L'agent immobilier, impatienté, poussa un long soupir. Il se demandait ce qu'il avait fait pour mériter la présence de cet agaçant énergumène, et d'une voix désemparée lui répondit :

- « Des trucs genre Sigh, Gorguts ou Envy, je sais pas si tu connais. »

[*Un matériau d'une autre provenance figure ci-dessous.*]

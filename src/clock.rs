//! Tick events delivered to the face.

use crate::settings::TimeOfDay;
use chrono::{Local, NaiveTime, Timelike};

/// Wall-clock time of one tick.
#[derive(Clone, Copy, Debug, PartialEq, Eq)]
pub struct Tick {
    pub hour: u8,
    pub minute: u8,
    pub second: u8,
}

/// Largest time unit that changed between two ticks.
#[derive(Clone, Copy, Debug, PartialEq, Eq, PartialOrd, Ord)]
pub enum TickUnit {
    Second,
    Minute,
}

impl Tick {
    /// Build a tick, rejecting out-of-range fields.
    pub fn new(hour: u8, minute: u8, second: u8) -> Option<Self> {
        (hour < 24 && minute < 60 && second < 60).then_some(Tick {
            hour,
            minute,
            second,
        })
    }

    pub fn from_time<T: Timelike>(time: &T) -> Self {
        Tick {
            hour: time.hour() as u8,
            minute: time.minute() as u8,
            // chrono keeps leap seconds in the nanosecond field, so this is < 60
            second: time.second() as u8,
        }
    }

    pub fn now() -> Self {
        Self::from_time(&Local::now())
    }

    /// Parse `HH:MM:SS`.
    pub fn parse(text: &str) -> Option<Self> {
        NaiveTime::parse_from_str(text, "%H:%M:%S")
            .ok()
            .map(|time| Self::from_time(&time))
    }

    pub fn time_of_day(&self) -> TimeOfDay {
        // Fields are range checked on construction
        TimeOfDay::new(self.hour.min(23), self.minute.min(59)).unwrap_or_default()
    }

    /// What changed since `previous`. Without a previous tick everything is
    /// considered changed.
    pub fn changed_since(&self, previous: Option<Tick>) -> TickUnit {
        match previous {
            Some(prev) if prev.hour == self.hour && prev.minute == self.minute => TickUnit::Second,
            _ => TickUnit::Minute,
        }
    }

    /// Digits as (hour tens, hour ones, minute tens, minute ones).
    pub fn digits(&self) -> [u8; 4] {
        [
            self.hour / 10,
            self.hour % 10,
            self.minute / 10,
            self.minute % 10,
        ]
    }
}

Soudain, le visage de Ivan s'illumina, il sautillait sur son siège, agrippé au volant et s'écria :

- « Ah, mais si, je connais ! Evidemment que je connais, même ! En gros, vous aimez les types de Metal, hardcore ou les dérivés du genre, quoi ! »

Camille était étonné, car ce n'est pas tous les jours que l'on rencontrait quelqu'un avec exactement les mêmes goûts musicaux que soi, quels qu'ils soient d'ailleurs, et surtout dans l'immobilier. Apprendre ceci le fit légèrement rire, le hasard réserve parfois quelques agréables coïncidences.

- « Oui c'est ça, en gros. C'est étonnant les gens qui connaissent et qui apprécient les groupes de ce genre. » dit Camille en ricanant. « Oh ! On est arrivés, gare-toi ici ! »

Ivan écouta son maître de stage et s'arrêta à la place indiquée. Ils quittèrent le véhicule et se rendirent devant la porte de cette petite maison de quartier. Le petit agent immobilier, anxieux, n'espérait qu'une seule chose, que cette estimation se passe bien.